Wednesday, July 15, 2015
Grand Hall and Gallery, Ground Floor & 1st Floor (Maritim Hotel)
The cross-talk between the epithelial component, gut associated immune system and microbiota ensures the physiological control of energy uptake, immune system activation and microbial commensalism. The P2X7 receptor is an ATP-gated nonselective cationic channel expressed in a variety of cell types. In T cells the dual gating property of the receptor can lead to pro-inflammatory signals or opening of a pore permeable to molecules up to 900 Da and cell death. Mice with deletion of p2rx7 show expansion of T follicular helper (Tfh) cells in Peyer's patches with increased IgA responses.

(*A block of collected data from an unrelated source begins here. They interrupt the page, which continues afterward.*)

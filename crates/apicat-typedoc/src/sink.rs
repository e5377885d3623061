use std::path::{Path, PathBuf};

use apicat_docs::{ApiItem, CatalogSink, Result, render_json};
use async_trait::async_trait;

use crate::error::TypedocError;

/// Writes the catalog as a pretty-printed JSON array.
#[derive(Debug, Clone)]
pub struct JsonFileSink {
    path: PathBuf,
}

impl JsonFileSink {
    pub fn new(path: impl Into<PathBuf>) -> Self {
        Self { path: path.into() }
    }

    pub fn path(&self) -> &Path {
        &self.path
    }

    fn write_error(&self, error: std::io::Error) -> TypedocError {
        TypedocError::Write {
            path: self.path.clone(),
            error,
        }
    }
}

#[async_trait]
impl CatalogSink for JsonFileSink {
    async fn write(&self, items: &[ApiItem]) -> Result<()> {
        let json = render_json(items)?;

        if let Some(parent) = self.path.parent().filter(|p| !p.as_os_str().is_empty()) {
            tokio::fs::create_dir_all(parent)
                .await
                .map_err(|error| self.write_error(error))?;
        }
        tokio::fs::write(&self.path, json)
            .await
            .map_err(|error| self.write_error(error))?;

        tracing::debug!(path = %self.path.display(), items = items.len(), "wrote catalog");
        Ok(())
    }
}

In addition, P2rx7-/- mice housed in spf facility have increased body weight, blood glucose, insulin levels and fat accumulation. Analysis of gut microbiota revealed a 3-fold increase in the ratio between Firmicutes and Bacteroidetes. We demonstrate that the phenotype of P2rx7-/- mice could be reproduced by reconstitution of Cd3e-/- mice with P2rx7-/- Tfh cells. Reconstituted mice with mutant Tfh cells showed enhanced germinal center reaction, higher concentrations of fecal IgA and impaired glucose metabolism. These observations indicate a causal role of P2rx7-/- Tfh cells in altered glucose metabolism. Parallel to Tfh cells role we also show that the phenotype of P2rx7-/- mice could be reproduced by fecal transplant into wild-type animals. Our results emphasize the role of Tfh cells and secretory IgA in the modulation of gut microbiota that ultimately regulates the metabolic balance of the organism.